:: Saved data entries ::
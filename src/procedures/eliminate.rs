//! Projects a symbol out of an equation's scope, by universal quantification.
//!
//! # Overview
//!
//! Eliminating a symbol asks what an equation claims about the *other* symbols, whatever value
//! the eliminated symbol takes.
//! Each assignment over the narrowed scope has two completions, one for each value of the
//! eliminated symbol, and the narrowed assignment is forbidden exactly when *both* completions
//! are forbidden --- an assignment is ruled out only if no value of the eliminated symbol
//! rescues it.
//!
//! This is universal quantification over the removed symbol: `∀s. f = f[s←0] ∧ f[s←1]`, read
//! on the allowed (rather than forbidden) side of the table.
//!
//! In syllogistic use the eliminated symbol is the middle term --- the class the two premises
//! share, and the conclusion does not mention.

use crate::{
    context::Context,
    misc::log::targets::{self},
    structures::{assignment::{self, Assignment}, equation::Equation, symbol::Symbol},
    types::err::{self, ErrorKind},
};

impl Context {
    /// The equation with the given symbol projected out of the given equation's scope.
    ///
    /// The result is over the remaining symbols, order preserved, with a freshly complete
    /// table: an assignment is forbidden exactly when both of its completions through the
    /// eliminated symbol were.
    ///
    /// ```rust
    /// # use elective::config::Config;
    /// # use elective::context::Context;
    /// # use elective::structures::scope::Scope;
    /// let mut the_context = Context::from_config(Config::default());
    /// let scope = Scope::try_from("xyz").unwrap();
    ///
    /// let all_y_are_x = the_context.equation("y = xy", &scope).unwrap();
    /// let all_z_are_y = the_context.equation("z = yz", &scope).unwrap();
    ///
    /// let premises = the_context.conjoin(all_y_are_x, all_z_are_y).unwrap();
    /// let conclusion = the_context.eliminate(premises, 'y').unwrap();
    ///
    /// assert_eq!(conclusion.scope().to_string(), "xz");
    /// assert_eq!(conclusion.to_string(), "(1-x)z = 0");
    /// ```
    pub fn eliminate(
        &mut self,
        equation: Equation,
        symbol: Symbol,
    ) -> Result<Equation, ErrorKind> {
        let position = match equation.scope().position(symbol) {
            Some(position) => position,
            None => return Err(ErrorKind::from(err::EliminateError::UnknownSymbol(symbol))),
        };

        let narrowed = equation.scope().len() - 1;
        let mut forbidden = Vec::with_capacity(1_usize << narrowed);

        for index in 0..1_usize << narrowed {
            let partial = assignment::from_index(index, narrowed);

            let with_zero = assignment::completion(&partial, position, false);
            let with_one = assignment::completion(&partial, position, true);

            forbidden.push(
                equation.forbids_index(with_zero.as_index())
                    && equation.forbids_index(with_one.as_index()),
            );
        }

        let scope = equation.into_scope().without(position);
        let narrowed_equation = Equation::new(scope, forbidden);
        log::debug!(
            target: targets::ELIMINATION,
            "Eliminated {symbol}: {} of {} assignments forbidden over {}",
            narrowed_equation.forbidden_count(),
            narrowed_equation.table().len(),
            narrowed_equation.scope()
        );
        self.counters.eliminations += 1;

        Ok(narrowed_equation)
    }
}
/// A configuration option, carrying its name and permitted range alongside its value.
#[derive(Clone)]
pub struct ConfigOption<T> {
    pub name: &'static str,
    pub min: T,
    pub max: T,
    pub value: T,
}

impl<T: Clone> ConfigOption<T> {
    pub fn min_max(&self) -> (T, T) {
        (self.min.clone(), self.max.clone())
    }
}
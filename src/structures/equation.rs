/*!
Elective equations in normalized form.

An equation between two elective functions is represented canonically by its *forbidden table*:
for each of the 2^*n* assignments over the equation's scope, whether the two sides differ on
that assignment.
The table is total by construction --- a dense vector indexed by the
[enumeration order](crate::structures::assignment) of assignments --- so two equations are the
same claim exactly when their scopes and tables are equal.

Equations are created only by [normalization](crate::procedures::normalize), and thereafter
only transformed by [conjunction](crate::procedures::conjoin) and
[elimination](crate::procedures::eliminate), each of which consumes its input and returns a
fresh equation.

```rust
# use elective::config::Config;
# use elective::context::Context;
# use elective::structures::scope::Scope;
let mut the_context = Context::from_config(Config::default());
let scope = Scope::try_from("xy").unwrap();

let lhs = the_context.expression("x").unwrap();
let rhs = the_context.expression("xy").unwrap();

let equation = the_context.normalize(&lhs, &rhs, scope).unwrap();

assert_eq!(equation.to_string(), "x(1-y) = 0");
assert_eq!(equation.forbidden_count(), 1);
```
*/

use crate::structures::{
    assignment::{self, Assignment},
    scope::Scope,
};

/// An equation between elective functions, as a scope and a complete forbidden table.
#[derive(Clone, Debug, PartialEq, Eq)]
pub struct Equation {
    /// The symbols the equation is taken over.
    scope: Scope,

    /// For each assignment index, whether the assignment is forbidden.
    forbidden: Vec<bool>,
}

impl Equation {
    pub(crate) fn new(scope: Scope, forbidden: Vec<bool>) -> Self {
        debug_assert_eq!(forbidden.len(), 1_usize << scope.len());
        Equation { scope, forbidden }
    }

    /// The scope of the equation.
    pub fn scope(&self) -> &Scope {
        &self.scope
    }

    /// The complete forbidden table, in enumeration order.
    ///
    /// The element at each index records whether the assignment with that index is forbidden,
    /// and the length of the table is always 2^*n* for a scope of *n* symbols.
    pub fn table(&self) -> &[bool] {
        &self.forbidden
    }

    /// Whether the given assignment is forbidden, or nothing if the assignment's width differs
    /// from the scope of the equation.
    pub fn forbids(&self, assignment: &impl Assignment) -> Option<bool> {
        if assignment.width() != self.scope.len() {
            return None;
        }
        self.forbidden.get(assignment.as_index()).copied()
    }

    /// A count of the forbidden assignments.
    pub fn forbidden_count(&self) -> usize {
        self.forbidden.iter().filter(|forbidden| **forbidden).count()
    }

    /// Whether the equation forbids nothing, and so renders as `0 = 0`.
    pub fn is_vacuous(&self) -> bool {
        !self.forbidden.iter().any(|forbidden| *forbidden)
    }

    pub(crate) fn forbids_index(&self, index: usize) -> bool {
        self.forbidden[index]
    }

    pub(crate) fn into_scope(self) -> Scope {
        self.scope
    }
}

impl std::fmt::Display for Equation {
    /// The canonical rendering: one term per forbidden assignment in enumeration order, with
    /// the letter of each 1-valued symbol and `(1-…)` around each 0-valued symbol, terms
    /// joined by ` + ` and ` = 0` appended.
    /// An equation which forbids nothing renders as `0 = 0`.
    fn fmt(&self, f: &mut std::fmt::Formatter<'_>) -> std::fmt::Result {
        if self.is_vacuous() {
            return write!(f, "0 = 0");
        }

        let mut subsequent = false;
        for (index, forbidden) in self.forbidden.iter().enumerate() {
            if !*forbidden {
                continue;
            }
            if subsequent {
                write!(f, " + ")?;
            }
            subsequent = true;

            let assignment = assignment::from_index(index, self.scope.len());
            // A term over no symbols is the empty product.
            if assignment.is_empty() {
                write!(f, "1")?;
            }
            for (symbol, value) in self.scope.symbols().zip(assignment) {
                match value {
                    true => write!(f, "{symbol}")?,
                    false => write!(f, "(1-{symbol})")?,
                }
            }
        }
        write!(f, " = 0")
    }
}
//! A few syllogistic moods, and one pair of premises which supports no conclusion.

use elective::{
    config::Config,
    context::Context,
    structures::{equation::Equation, scope::Scope},
};

fn main() {
    let moods: [(&str, &[&str], &str); 3] = [
        ("Barbara", &["y = xy", "z = yz"], "all Zs are Xs"),
        ("Celarent", &["xy = 0", "z = yz"], "no Z is X"),
        ("(no conclusion)", &["y = xy", "yz = 0"], "nothing follows about X and Z"),
    ];

    let mut the_context = Context::from_config(Config::default());
    let scope = Scope::try_from("xyz").unwrap();

    for (name, premises, reading) in moods {
        println!("{name}:");

        let mut combined: Option<Equation> = None;
        for notation in premises {
            let premise = the_context.equation(notation, &scope).unwrap();
            println!("  {notation:10} normalizes to {premise}");

            combined = match combined {
                None => Some(premise),
                Some(so_far) => Some(the_context.conjoin(so_far, premise).unwrap()),
            };
        }

        let conclusion = the_context.eliminate(combined.unwrap(), 'y').unwrap();
        println!("  eliminating y: {conclusion} --- {reading}");
        println!();
    }
}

:: WHAT IS REQUIRED ::
All lines of the data above that include the word "default" must be shown.

:: WRITTEN REPLY ::
    /// let mut the_context = Context::from_config(Config::default());
let mut the_context = Context::from_config(Config::default());
    let mut the_context = Context::from_config(Config::default());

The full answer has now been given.